If you are registered as a user with Skype for Business, reports on online meetings (including meeting metadata, telephone dial-in data, questions and answers in webinars, survey function in webinars) can be stored by Microsoft for up to one year.
5. Right to object and right of elimination
You can prevent the collection and processing of your data by refusing an invitation issued by the above-mentioned providers to a meeting carried out by means of video conference or online meeting.
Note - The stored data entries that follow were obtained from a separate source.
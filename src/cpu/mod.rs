pub mod decode;
pub mod exec;
pub mod flags;
pub mod interrupt;
pub mod state;

pub use state::{Cpu, Width};

/// Guest-visible processor faults. Delivered through the IVT, never to the
/// host.
#[derive(Debug, Clone, Copy, PartialEq, Eq)]
pub enum Fault {
    Divide,
    InvalidOpcode,
}

impl Fault {
    pub fn vector(self) -> u8 {
        match self {
            Fault::Divide => 0,
            Fault::InvalidOpcode => 6,
        }
    }
}
use std::any::Any;

use crate::dev::{DevId, Device};
use crate::io::{PortHandlers, PortSetupError};
use crate::machine::Machine;

/// POST diagnostic latch at port 0x80. Writes are logged so BIOS progress
/// is visible without a display adapter.
pub struct Post {
    code: u8,
}

impl Post {
    pub fn install(m: &mut Machine) -> Result<DevId, PortSetupError> {
        let id = m.devices.add(Box::new(Post { code: 0 }));
        let handlers = PortHandlers {
            read_b: Some(post_in),
            write_b: Some(post_out),
            ..PortHandlers::NONE
        };
        m.claim_ports(0x80, 1, 1, handlers, id)?;
        Ok(id)
    }

    pub fn code(&self) -> u8 {
        self.code
    }
}

impl Device for Post {
    fn name(&self) -> &'static str {
        "post"
    }

    fn reset(&mut self) {
        self.code = 0;
    }

    fn as_any_mut(&mut self) -> &mut dyn Any {
        self
    }
}

fn post_in(m: &mut Machine, _port: u16, dev: DevId) -> u8 {
    m.devices.downcast_mut::<Post>(dev).map_or(0xff, |p| p.code)
}

fn post_out(m: &mut Machine, _port: u16, val: u8, dev: DevId) {
    if let Some(p) = m.devices.downcast_mut::<Post>(dev) {
        p.code = val;
    }
    log::debug!("post code {val:#04x}");
}
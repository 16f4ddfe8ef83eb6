//! Image synchronization utility.
//!
//! Four passes over the registry, each writing only the records it
//! actually changes:
//! 1. fold the legacy single-image field into `images[]`;
//! 2. turn images that duplicate the origin's image into `image_sync`
//!    pointers at the origin;
//! 3. pull resolved URIs and theme into every pointer entry;
//! 4. republish the first image into the legacy field.
//!
//! With no underlying data change a second run writes nothing.

use tracelint_core::errors::SyncError;
use tracelint_core::types::AssetId;
use tracelint_registry::records::{Asset, ImageEntry, ImageSyncTarget, LogoUris};
use tracelint_registry::sync::SyncStats;
use tracelint_registry::{RegistryStore, Snapshot};

use super::{resolve_image, ImageHost};

pub fn sync_images(store: &RegistryStore) -> Result<SyncStats, SyncError> {
    let mut stats = SyncStats::default();
    stats.writes += fold_legacy_uris(store)?;
    stats.writes += define_origin_pointers(store)?;
    stats.writes += propagate_resolved(store)?;
    stats.writes += republish_legacy_uris(store)?;
    tracing::info!(writes = stats.writes, "image sync complete");
    Ok(stats)
}

/// Pass 1: every record with a legacy `logo_URIs` gets a matching
/// `images[]` entry; assets with neither inherit a pointer at their
/// provenance origin.
fn fold_legacy_uris(store: &RegistryStore) -> Result<usize, SyncError> {
    let mut writes = 0;
    for dir in store.list_chain_dirs()? {
        let mut chain = store.read_chain(&dir)?;
        if let Some(logo) = chain.logo_uris.clone().filter(|l| !l.is_empty()) {
            if let Some(images) = merge_logo_into_images(&logo, chain.images.as_deref()) {
                chain.images = Some(images);
                store.write_chain(&dir, &chain)?;
                writes += 1;
            }
        }

        let Some(mut list) = store.read_asset_list(&dir)? else {
            continue;
        };
        let mut changed = false;
        for asset in &mut list.assets {
            let logo = asset.logo_uris.clone().filter(|l| !l.is_empty());
            match logo {
                Some(logo) => {
                    if let Some(images) = merge_logo_into_images(&logo, asset.images.as_deref()) {
                        asset.images = Some(images);
                        changed = true;
                    }
                }
                None => {
                    if asset.images.is_none() {
                        if let Some(pointer) = origin_pointer(asset) {
                            asset.images = Some(vec![ImageEntry {
                                image_sync: Some(pointer),
                                ..Default::default()
                            }]);
                            changed = true;
                        }
                    }
                }
            }
        }
        if changed {
            store.write_asset_list(&dir, &list)?;
            writes += 1;
        }
    }
    Ok(writes)
}

/// Pass 2: an image carrying the same URIs as the origin's first image
/// becomes a pointer at the origin.
fn define_origin_pointers(store: &RegistryStore) -> Result<usize, SyncError> {
    let snapshot = Snapshot::load(store)?;
    let mut writes = 0;
    for dir in store.list_chain_dirs()? {
        let Some(mut list) = store.read_asset_list(&dir)? else {
            continue;
        };
        let mut changed = false;
        for asset in &mut list.assets {
            let Some(pointer) = origin_pointer(asset) else {
                continue;
            };
            let Some(images) = asset.images.as_mut() else {
                continue;
            };
            if images
                .iter()
                .any(|image| image.image_sync.as_ref() == Some(&pointer))
            {
                continue;
            }
            let origin_id = AssetId::new(
                pointer.chain_name.clone(),
                pointer.base_denom.clone().unwrap_or_default(),
            );
            let Some(origin_first) = snapshot
                .asset(&origin_id)
                .and_then(|a| a.images.as_ref())
                .and_then(|images| images.first())
            else {
                continue;
            };
            for image in images.iter_mut() {
                if image.image_sync.is_some() {
                    continue;
                }
                let png_matches = image.png.is_some() && image.png == origin_first.png;
                let svg_matches = image.svg.is_some() && image.svg == origin_first.svg;
                if png_matches || svg_matches {
                    *image = ImageEntry {
                        image_sync: Some(pointer.clone()),
                        png: origin_first.png.clone(),
                        svg: origin_first.svg.clone(),
                        theme: origin_first.theme.clone(),
                    };
                    changed = true;
                }
            }
        }
        if changed {
            store.write_asset_list(&dir, &list)?;
            writes += 1;
        }
    }
    Ok(writes)
}

/// Pass 3: every pointer entry carries its resolved target's URIs and
/// theme. Pointers that fail to resolve are left for validation to
/// report.
fn propagate_resolved(store: &RegistryStore) -> Result<usize, SyncError> {
    let snapshot = Snapshot::load(store)?;
    let mut writes = 0;
    for dir in store.list_chain_dirs()? {
        let mut chain = store.read_chain(&dir)?;
        if let Some(images) = chain.images.as_mut() {
            if pull_into_pointers(&snapshot, images) {
                store.write_chain(&dir, &chain)?;
                writes += 1;
            }
        }

        let Some(mut list) = store.read_asset_list(&dir)? else {
            continue;
        };
        let mut changed = false;
        for asset in &mut list.assets {
            if let Some(images) = asset.images.as_mut() {
                changed |= pull_into_pointers(&snapshot, images);
            }
        }
        if changed {
            store.write_asset_list(&dir, &list)?;
            writes += 1;
        }
    }
    Ok(writes)
}

fn pull_into_pointers(snapshot: &Snapshot, images: &mut [ImageEntry]) -> bool {
    let mut changed = false;
    for image in images {
        let Some(target) = &image.image_sync else {
            continue;
        };
        let Ok(resolved) = resolve_image(snapshot, &ImageHost::from_target(target)) else {
            continue;
        };
        if image.png != resolved.png || image.svg != resolved.svg || image.theme != resolved.theme {
            image.png = resolved.png;
            image.svg = resolved.svg;
            image.theme = resolved.theme;
            changed = true;
        }
    }
    changed
}

/// Pass 4: the legacy field mirrors the first image, for consumers that
/// still read it.
fn republish_legacy_uris(store: &RegistryStore) -> Result<usize, SyncError> {
    let mut writes = 0;
    for dir in store.list_chain_dirs()? {
        let mut chain = store.read_chain(&dir)?;
        if chain.logo_uris.is_some() {
            if let Some(logo) = first_image_uris(chain.images.as_deref()) {
                if chain.logo_uris.as_ref() != Some(&logo) {
                    chain.logo_uris = Some(logo);
                    store.write_chain(&dir, &chain)?;
                    writes += 1;
                }
            }
        }

        let Some(mut list) = store.read_asset_list(&dir)? else {
            continue;
        };
        let mut changed = false;
        for asset in &mut list.assets {
            if asset.logo_uris.is_none() {
                continue;
            }
            if let Some(logo) = first_image_uris(asset.images.as_deref()) {
                if asset.logo_uris.as_ref() != Some(&logo) {
                    asset.logo_uris = Some(logo);
                    changed = true;
                }
            }
        }
        if changed {
            store.write_asset_list(&dir, &list)?;
            writes += 1;
        }
    }
    Ok(writes)
}

fn first_image_uris(images: Option<&[ImageEntry]>) -> Option<LogoUris> {
    let first = images?.first()?;
    if first.png.is_none() && first.svg.is_none() {
        return None;
    }
    Some(LogoUris {
        png: first.png.clone(),
        svg: first.svg.clone(),
    })
}

/// Merge the legacy URIs into the image list. Returns the new list only
/// when something changed.
fn merge_logo_into_images(
    logo: &LogoUris,
    images: Option<&[ImageEntry]>,
) -> Option<Vec<ImageEntry>> {
    let Some(existing) = images else {
        return Some(vec![ImageEntry {
            png: logo.png.clone(),
            svg: logo.svg.clone(),
            ..Default::default()
        }]);
    };
    let mut images = existing.to_vec();

    let full_match = images
        .iter()
        .any(|image| logo.png == image.png && logo.svg == image.svg);
    if full_match {
        return None;
    }

    if let Some(partial) = images
        .iter_mut()
        .find(|image| {
            (logo.png.is_some() && logo.png == image.png)
                || (logo.svg.is_some() && logo.svg == image.svg)
        })
    {
        partial.png = logo.png.clone().or(partial.png.take());
        partial.svg = logo.svg.clone().or(partial.svg.take());
        return Some(images);
    }

    images.push(ImageEntry {
        png: logo.png.clone(),
        svg: logo.svg.clone(),
        ..Default::default()
    });
    Some(images)
}

fn origin_pointer(asset: &Asset) -> Option<ImageSyncTarget> {
    asset.last_trace().map(|trace| ImageSyncTarget {
        chain_name: trace.counterparty.chain_name.clone(),
        base_denom: Some(trace.counterparty.base_denom.clone()),
    })
}
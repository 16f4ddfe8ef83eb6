//! On-disk layout of the registry tree.
//!
//! Mainnet chains live directly under the registry root, testnets under
//! `testnets/`, devnets under `devnets/`. Non-cosmos chains sit in a
//! `_non-cosmos` subdirectory of their network root, and each network
//! root shares one `_IBC` directory of bilateral connection records.

use std::path::{Path, PathBuf};

use tracelint_core::types::NetworkType;

/// Directory of bilateral connection records, shared per network root.
pub const CONNECTION_DIR: &str = "_IBC";

/// Subdirectory of a network root holding non-cosmos chains.
pub const NON_COSMOS_DIR: &str = "_non-cosmos";

/// Directory names under a network root that are not chain directories.
pub const NON_CHAIN_DIRECTORIES: &[&str] = &[
    ".git",
    ".github",
    ".vs",
    "_IBC",
    "_memo_keys",
    "_non-cosmos",
    "_template",
    "_scripts",
    "testnets",
    "devnets",
    "node_modules",
];

/// Network types that have a directory of their own in the tree.
pub const NETWORK_ROOTS: &[NetworkType] = &[
    NetworkType::Mainnet,
    NetworkType::Testnet,
    NetworkType::Devnet,
];

/// The kinds of record document a chain directory can hold.
#[derive(Debug, Clone, Copy, PartialEq, Eq, Hash)]
pub enum RecordKind {
    Chain,
    AssetList,
    Versions,
}

impl RecordKind {
    pub fn file_name(self) -> &'static str {
        match self {
            RecordKind::Chain => "chain.json",
            RecordKind::AssetList => "assetlist.json",
            RecordKind::Versions => "versions.json",
        }
    }

    pub fn schema_file_name(self) -> &'static str {
        match self {
            RecordKind::Chain => "chain.schema.json",
            RecordKind::AssetList => "assetlist.schema.json",
            RecordKind::Versions => "versions.schema.json",
        }
    }
}

/// Location of one chain's directory within the tree.
#[derive(Debug, Clone, PartialEq, Eq)]
pub struct ChainDir {
    pub name: String,
    pub network_type: NetworkType,
    pub cosmos: bool,
    pub path: PathBuf,
}

impl ChainDir {
    pub fn record_path(&self, kind: RecordKind) -> PathBuf {
        self.path.join(kind.file_name())
    }

    /// Expected relative `$schema` reference for a record in this
    /// directory: one `../` per level of nesting below the registry
    /// root, where the schema files live.
    pub fn expected_schema_reference(&self, kind: RecordKind) -> String {
        let mut depth = 1;
        if self.network_type != NetworkType::Mainnet {
            depth += 1;
        }
        if !self.cosmos {
            depth += 1;
        }
        format!("{}{}", "../".repeat(depth), kind.schema_file_name())
    }
}

/// Directory a network type's chains live under.
pub fn network_root(registry_root: &Path, network: NetworkType) -> PathBuf {
    match network {
        NetworkType::Mainnet => registry_root.to_path_buf(),
        NetworkType::Testnet => registry_root.join("testnets"),
        NetworkType::Devnet => registry_root.join("devnets"),
    }
}

/// The connection record for two chains is keyed by their names sorted
/// lexicographically.
pub fn connection_pair<'a>(a: &'a str, b: &'a str) -> (&'a str, &'a str) {
    if a <= b {
        (a, b)
    } else {
        (b, a)
    }
}

pub fn connection_file_name(a: &str, b: &str) -> String {
    let (first, second) = connection_pair(a, b);
    format!("{first}-{second}.json")
}

pub fn connection_path(registry_root: &Path, network: NetworkType, a: &str, b: &str) -> PathBuf {
    network_root(registry_root, network)
        .join(CONNECTION_DIR)
        .join(connection_file_name(a, b))
}

#[cfg(test)]
mod tests {
    use super::*;

    #[test]
    fn connection_file_name_sorts_pair() {
        assert_eq!(connection_file_name("osmosis", "axelar"), "axelar-osmosis.json");
        assert_eq!(connection_file_name("axelar", "osmosis"), "axelar-osmosis.json");
    }

    fn dir(network: NetworkType, cosmos: bool) -> ChainDir {
        ChainDir {
            name: "x".into(),
            network_type: network,
            cosmos,
            path: PathBuf::from("/tmp/x"),
        }
    }

    #[test]
    fn schema_reference_depth() {
        assert_eq!(
            dir(NetworkType::Mainnet, true).expected_schema_reference(RecordKind::Chain),
            "../chain.schema.json"
        );
        assert_eq!(
            dir(NetworkType::Testnet, true).expected_schema_reference(RecordKind::Chain),
            "../../chain.schema.json"
        );
        assert_eq!(
            dir(NetworkType::Mainnet, false).expected_schema_reference(RecordKind::AssetList),
            "../../assetlist.schema.json"
        );
        assert_eq!(
            dir(NetworkType::Testnet, false).expected_schema_reference(RecordKind::Chain),
            "../../../chain.schema.json"
        );
    }

    #[test]
    fn network_roots_nest_under_registry_root() {
        let root = Path::new("/registry");
        assert_eq!(network_root(root, NetworkType::Mainnet), root);
        assert_eq!(network_root(root, NetworkType::Testnet), root.join("testnets"));
        assert_eq!(network_root(root, NetworkType::Devnet), root.join("devnets"));
    }
}
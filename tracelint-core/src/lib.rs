//! Core types, errors, logging, and configuration for the Tracelint
//! registry engine.
//!
//! Everything in this crate is shared by the store and analysis layers:
//! entity identity types, the trace edge vocabulary, per-subsystem error
//! enums, and the layered `ValidateConfig`.

pub mod config;
pub mod errors;
pub mod logging;
pub mod types;

pub use config::ValidateConfig;
pub use types::{AssetId, NetworkType, TraceType};
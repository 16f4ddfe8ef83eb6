//! Analysis engine for the interchain token registry.
//!
//! Resolution and validation over a [`tracelint_registry::Snapshot`]:
//! provenance trace walking, bilateral channel cross-validation, price
//! identifier grouping, image reference resolution, and the
//! dependency-gated check engine that ties them together into one
//! aggregate report per run.

pub mod channel;
pub mod checks;
pub mod identifier;
pub mod images;
pub mod provenance;
pub mod runner;

pub use checks::{CheckEngine, Outcome, Report, RunContext, ValidationFailed};
pub use provenance::TraceGraph;
pub use runner::run_validation;
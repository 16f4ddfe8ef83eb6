//! Validation run configuration.

use std::path::Path;

use serde::{Deserialize, Serialize};

use crate::errors::ConfigError;

pub const CONFIG_FILE_NAME: &str = "tracelint.toml";

const DEFAULT_CATALOG_URL: &str = "https://api.coingecko.com/api/v3/coins/list";
const DEFAULT_CATALOG_TIMEOUT_SECS: u64 = 30;

/// Configuration for a validation run.
///
/// Resolution order (highest priority first):
/// 1. Environment variables (`TRACELINT_*`)
/// 2. Project config (`tracelint.toml` in the registry root)
/// 3. Compiled defaults
#[derive(Debug, Clone, Serialize, Deserialize, Default, PartialEq)]
#[serde(default)]
pub struct ValidateConfig {
    pub catalog: CatalogSection,
    pub snapshot: SnapshotSection,
}

/// External price-feed catalog settings.
#[derive(Debug, Clone, Serialize, Deserialize, PartialEq)]
#[serde(default)]
pub struct CatalogSection {
    pub url: String,
    pub timeout_secs: u64,
    /// Skip the catalog fetch entirely; dependent checks become
    /// inconclusive instead of failing.
    pub offline: bool,
}

impl Default for CatalogSection {
    fn default() -> Self {
        Self {
            url: DEFAULT_CATALOG_URL.to_string(),
            timeout_secs: DEFAULT_CATALOG_TIMEOUT_SECS,
            offline: false,
        }
    }
}

/// Snapshot loading settings.
#[derive(Debug, Clone, Serialize, Deserialize, PartialEq)]
#[serde(default)]
pub struct SnapshotSection {
    /// Worker threads for the per-chain snapshot load. 0 lets rayon pick.
    pub threads: usize,
}

impl Default for SnapshotSection {
    fn default() -> Self {
        Self { threads: 0 }
    }
}

impl ValidateConfig {
    /// Load configuration for a registry rooted at `root`.
    pub fn load(root: &Path) -> Result<Self, ConfigError> {
        let mut config = Self::default();

        let file = root.join(CONFIG_FILE_NAME);
        if file.exists() {
            let text = std::fs::read_to_string(&file).map_err(|e| ConfigError::Io {
                path: file.display().to_string(),
                message: e.to_string(),
            })?;
            config = toml::from_str(&text).map_err(|e| ConfigError::Parse {
                path: file.display().to_string(),
                message: e.to_string(),
            })?;
        }

        config.apply_env();
        config.validate()?;
        Ok(config)
    }

    /// Apply `TRACELINT_*` environment overrides. Unparseable values are
    /// ignored with a warning rather than failing the run.
    fn apply_env(&mut self) {
        if let Ok(url) = std::env::var("TRACELINT_CATALOG_URL") {
            if !url.is_empty() {
                self.catalog.url = url;
            }
        }
        if let Ok(raw) = std::env::var("TRACELINT_OFFLINE") {
            match raw.as_str() {
                "1" | "true" | "yes" => self.catalog.offline = true,
                "0" | "false" | "no" => self.catalog.offline = false,
                other => tracing::warn!(value = other, "ignoring invalid TRACELINT_OFFLINE"),
            }
        }
        if let Ok(raw) = std::env::var("TRACELINT_CATALOG_TIMEOUT_SECS") {
            match raw.parse::<u64>() {
                Ok(secs) => self.catalog.timeout_secs = secs,
                Err(_) => {
                    tracing::warn!(value = %raw, "ignoring invalid TRACELINT_CATALOG_TIMEOUT_SECS")
                }
            }
        }
        if let Ok(raw) = std::env::var("TRACELINT_SNAPSHOT_THREADS") {
            match raw.parse::<usize>() {
                Ok(n) => self.snapshot.threads = n,
                Err(_) => {
                    tracing::warn!(value = %raw, "ignoring invalid TRACELINT_SNAPSHOT_THREADS")
                }
            }
        }
    }

    fn validate(&self) -> Result<(), ConfigError> {
        if self.catalog.timeout_secs == 0 {
            return Err(ConfigError::InvalidValue {
                key: "catalog.timeout_secs".to_string(),
                value: "0".to_string(),
            });
        }
        Ok(())
    }
}
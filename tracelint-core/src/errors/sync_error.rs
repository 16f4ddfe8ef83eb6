//! Synchronization utility errors.

use super::store_error::StoreError;

/// Errors from the image and version sync write paths.
#[derive(Debug, thiserror::Error)]
pub enum SyncError {
    #[error(transparent)]
    Store(#[from] StoreError),
}
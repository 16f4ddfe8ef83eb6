//! Entity identities and the fixed vocabularies of the registry.
//!
//! Records keep these values as raw strings so write paths round-trip
//! unrecognized data untouched; the enums here are the parsed, typed
//! views the engine works with.

use std::fmt;

use serde::{Deserialize, Serialize};

/// Identity of a single asset: the chain it is listed on plus its base
/// denomination, unique within that chain's asset list.
///
/// Usable directly as a map key; the registry itself identifies assets by
/// this pair everywhere a record points at another record.
#[derive(Debug, Clone, PartialEq, Eq, Hash, PartialOrd, Ord, Serialize, Deserialize)]
pub struct AssetId {
    pub chain_name: String,
    pub base_denom: String,
}

impl AssetId {
    pub fn new(chain_name: impl Into<String>, base_denom: impl Into<String>) -> Self {
        Self {
            chain_name: chain_name.into(),
            base_denom: base_denom.into(),
        }
    }
}

impl fmt::Display for AssetId {
    fn fmt(&self, f: &mut fmt::Formatter<'_>) -> fmt::Result {
        // Base denoms may contain '/', so the separator is ':'.
        write!(f, "{}:{}", self.chain_name, self.base_denom)
    }
}

/// Which network-type root of the registry tree a chain lives under.
#[derive(Debug, Clone, Copy, PartialEq, Eq, Hash)]
pub enum NetworkType {
    Mainnet,
    Testnet,
    Devnet,
}

impl NetworkType {
    pub fn parse(value: &str) -> Option<NetworkType> {
        match value {
            "mainnet" => Some(NetworkType::Mainnet),
            "testnet" => Some(NetworkType::Testnet),
            "devnet" => Some(NetworkType::Devnet),
            _ => None,
        }
    }

    pub fn as_str(self) -> &'static str {
        match self {
            NetworkType::Mainnet => "mainnet",
            NetworkType::Testnet => "testnet",
            NetworkType::Devnet => "devnet",
        }
    }
}

impl fmt::Display for NetworkType {
    fn fmt(&self, f: &mut fmt::Formatter<'_>) -> fmt::Result {
        f.write_str(self.as_str())
    }
}

/// Edge type of a provenance trace.
///
/// The wire names are the kebab-case strings stored in `traces[].type`.
/// Which types are traversable depends on the caller: channel validation
/// only follows transfer hops, price-identifier grouping additionally
/// follows mintage hops but stops at bridges, wraps, and derivatives.
#[derive(Debug, Clone, Copy, PartialEq, Eq, Hash)]
pub enum TraceType {
    Ibc,
    IbcCw20,
    IbcBridge,
    Bridge,
    LiquidStake,
    Synthetic,
    Wrapped,
    AdditionalMintage,
    TestMintage,
    LegacyMintage,
}

impl TraceType {
    pub fn parse(value: &str) -> Option<TraceType> {
        match value {
            "ibc" => Some(TraceType::Ibc),
            "ibc-cw20" => Some(TraceType::IbcCw20),
            "ibc-bridge" => Some(TraceType::IbcBridge),
            "bridge" => Some(TraceType::Bridge),
            "liquid-stake" => Some(TraceType::LiquidStake),
            "synthetic" => Some(TraceType::Synthetic),
            "wrapped" => Some(TraceType::Wrapped),
            "additional-mintage" => Some(TraceType::AdditionalMintage),
            "test-mintage" => Some(TraceType::TestMintage),
            "legacy-mintage" => Some(TraceType::LegacyMintage),
            _ => None,
        }
    }

    pub fn as_str(self) -> &'static str {
        match self {
            TraceType::Ibc => "ibc",
            TraceType::IbcCw20 => "ibc-cw20",
            TraceType::IbcBridge => "ibc-bridge",
            TraceType::Bridge => "bridge",
            TraceType::LiquidStake => "liquid-stake",
            TraceType::Synthetic => "synthetic",
            TraceType::Wrapped => "wrapped",
            TraceType::AdditionalMintage => "additional-mintage",
            TraceType::TestMintage => "test-mintage",
            TraceType::LegacyMintage => "legacy-mintage",
        }
    }

    /// Whether this edge is a protocol transfer hop, the only kind that
    /// carries channel data and is subject to channel cross-validation.
    pub fn is_transfer(self) -> bool {
        matches!(self, TraceType::Ibc | TraceType::IbcCw20)
    }
}

impl fmt::Display for TraceType {
    fn fmt(&self, f: &mut fmt::Formatter<'_>) -> fmt::Result {
        f.write_str(self.as_str())
    }
}
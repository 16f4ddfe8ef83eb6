//! Write-path synchronization utilities.
//!
//! These are the only code paths that mutate the registry. Each one
//! reads a record, rewrites it only when something actually changed, and
//! reports how many documents it wrote so idempotence is observable.

pub mod versions;

pub use versions::sync_versions;

/// Outcome of a sync pass.
#[derive(Debug, Clone, Copy, Default, PartialEq, Eq)]
pub struct SyncStats {
    /// Number of record documents written.
    pub writes: usize,
}
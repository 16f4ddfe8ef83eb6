//! Check execution: topological order, per-entity prerequisite gating,
//! outcome memoization.

use tracelint_core::types::collections::{FxHashMap, FxHashSet};
use tracelint_core::types::AssetId;
use tracelint_registry::Snapshot;

use crate::identifier::{Catalog, IdentifierGroup};
use crate::provenance::TraceGraph;

use super::report::Report;
use super::{asset, chain, CheckId, CheckScope, Identity, Outcome};

/// Shared mutable state for one validation pass: the external catalog
/// (when reachable), the precomputed identifier groups, and the
/// cross-entity accumulators some checks need.
pub struct RunContext<'a> {
    pub catalog: Option<&'a Catalog>,
    pub groups: FxHashMap<String, IdentifierGroup>,
    /// chain_id -> first chain seen using it.
    pub seen_chain_ids: FxHashMap<String, String>,
    /// chain name -> base denoms seen so far in its asset list.
    pub seen_base_denoms: FxHashMap<String, FxHashSet<String>>,
}

impl<'a> RunContext<'a> {
    pub fn new(catalog: Option<&'a Catalog>, groups: FxHashMap<String, IdentifierGroup>) -> Self {
        Self {
            catalog,
            groups,
            seen_chain_ids: FxHashMap::default(),
            seen_base_denoms: FxHashMap::default(),
        }
    }
}

/// Runs the check set over every entity in the snapshot.
pub struct CheckEngine {
    order: Vec<CheckId>,
}

impl Default for CheckEngine {
    fn default() -> Self {
        Self::new()
    }
}

impl CheckEngine {
    pub fn new() -> Self {
        Self {
            order: execution_order(CheckId::ALL),
        }
    }

    /// Run a restricted check set; prerequisites outside the set are
    /// treated as unmet, so dependents of an omitted check stay
    /// inconclusive.
    pub fn with_checks(checks: &[CheckId]) -> Self {
        Self {
            order: execution_order(checks),
        }
    }

    /// Execute every check for every entity, chains in sorted order and
    /// each chain's assets in list order. Nothing aborts early: the
    /// report carries everything found in one pass.
    pub fn run(&self, snapshot: &Snapshot, graph: &TraceGraph, ctx: &mut RunContext) -> Report {
        let mut report = Report::default();
        let mut statuses: FxHashMap<(Identity, CheckId), bool> = FxHashMap::default();

        for entry in snapshot.chains() {
            let identity = Identity::Chain(entry.dir.name.clone());
            for &check in self.order.iter().filter(|c| c.scope() == CheckScope::Chain) {
                self.execute(
                    check,
                    &identity,
                    &mut statuses,
                    &mut report,
                    |ctx| chain::run(check, entry, ctx),
                    ctx,
                );
            }

            for asset in entry.asset_list() {
                let identity =
                    Identity::Asset(AssetId::new(entry.dir.name.clone(), asset.base.clone()));
                for &check in self.order.iter().filter(|c| c.scope() == CheckScope::Asset) {
                    self.execute(
                        check,
                        &identity,
                        &mut statuses,
                        &mut report,
                        |ctx| asset::run(check, snapshot, graph, entry, asset, ctx),
                        ctx,
                    );
                }
            }
        }

        report
    }

    fn execute(
        &self,
        check: CheckId,
        identity: &Identity,
        statuses: &mut FxHashMap<(Identity, CheckId), bool>,
        report: &mut Report,
        run: impl FnOnce(&mut RunContext) -> Outcome,
        ctx: &mut RunContext,
    ) -> Outcome {
        let unmet = check
            .prerequisites()
            .iter()
            .any(|dep| !statuses.get(&(identity.clone(), *dep)).copied().unwrap_or(false));
        let outcome = if unmet {
            tracing::debug!(
                check = check.name(),
                entity = %identity,
                "skipped: prerequisites not met"
            );
            Outcome::Inconclusive
        } else {
            run(ctx)
        };
        statuses.insert((identity.clone(), check), outcome.passed());
        report.record(identity, check, &outcome);
        outcome
    }
}

/// Deterministic topological order: prerequisites first, declaration
/// order as the tie-break. A prerequisite cycle cannot happen with the
/// static check set; if one is ever introduced the remaining checks are
/// appended in declaration order and flagged.
fn execution_order(checks: &[CheckId]) -> Vec<CheckId> {
    let selected: FxHashSet<CheckId> = checks.iter().copied().collect();
    let mut order = Vec::with_capacity(checks.len());
    let mut placed = FxHashSet::default();

    loop {
        let mut progressed = false;
        for &check in CheckId::ALL {
            if !selected.contains(&check) || placed.contains(&check) {
                continue;
            }
            let ready = check
                .prerequisites()
                .iter()
                .all(|dep| !selected.contains(dep) || placed.contains(dep));
            if ready {
                order.push(check);
                placed.insert(check);
                progressed = true;
            }
        }
        if order.len() == selected.len() {
            break;
        }
        if !progressed {
            tracing::error!("check prerequisite cycle; appending remainder in declaration order");
            for &check in CheckId::ALL {
                if selected.contains(&check) && !placed.contains(&check) {
                    order.push(check);
                }
            }
            break;
        }
    }
    order
}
In such cases, we cannot conduct the planned meeting in this way.
If required, a (classic) telephone conference can then be held by entering dial-in data without the possibility of video participation and the use of functions for sharing content and documents.
Automated decision-making as defined in Art. 22 of the GDPR is not used.
If personal data are processed by you, you are the data subject within the meaning of the DSGVO and you are entitled to the following rights in relation to the person responsible:
1. right of information
You have the right to request information about your personal data that we process at any time in accordance with Art. 15 DSGVO.
2. right of correction and supplementation
If your personal data is incorrect or incomplete, you have the right to correct and supplement it in accordance with Art. 16 DSGVO.
3. right to restrict processing
If the legal requirements are met, you can demand a restriction of the processing of your personal data in accordance with Art. 18 DSGVO.
4. right of deletion
Within the scope of Art. 17 DSGVO, you can request the deletion of your personal data at any time, unless we are legally obliged or entitled to further process your data.
5. right to data transferability
If processing is carried out on the basis of your consent and with the aid of automated procedures, you have the right, within the scope of Art. 20 DSGVO, to transfer the data you have provided, provided that this does not affect the rights and freedoms of other persons.
6. right of objection
You have the right to object to processing within the scope of Art. 21 DSGVO if the data processing is carried out for the purpose of direct advertising or profiling. You may object to processing based on a weighing of interests by stating reasons arising from your particular situation.
7. right to revoke the declaration of consent under data protection law
You have the right to revoke your data protection declaration of consent at any time. Revocation of your consent does not affect the legality of the processing that has taken place on the basis of your consent until revocation.
8. right to complain to a supervisory authority
Without prejudice to any other administrative or judicial remedy, you have the right to lodge a complaint with a supervisory authority, in particular in the Member State in which you are resident, your place of work or the place of the alleged infringement, if you consider that the processing of personal data concerning you is in breach of the DPA.
The supervisory authority to which the complaint has been submitted will inform the complainant of the status and the results of the complaint, including the possibility of a judicial remedy under Art. 78 DSGVO.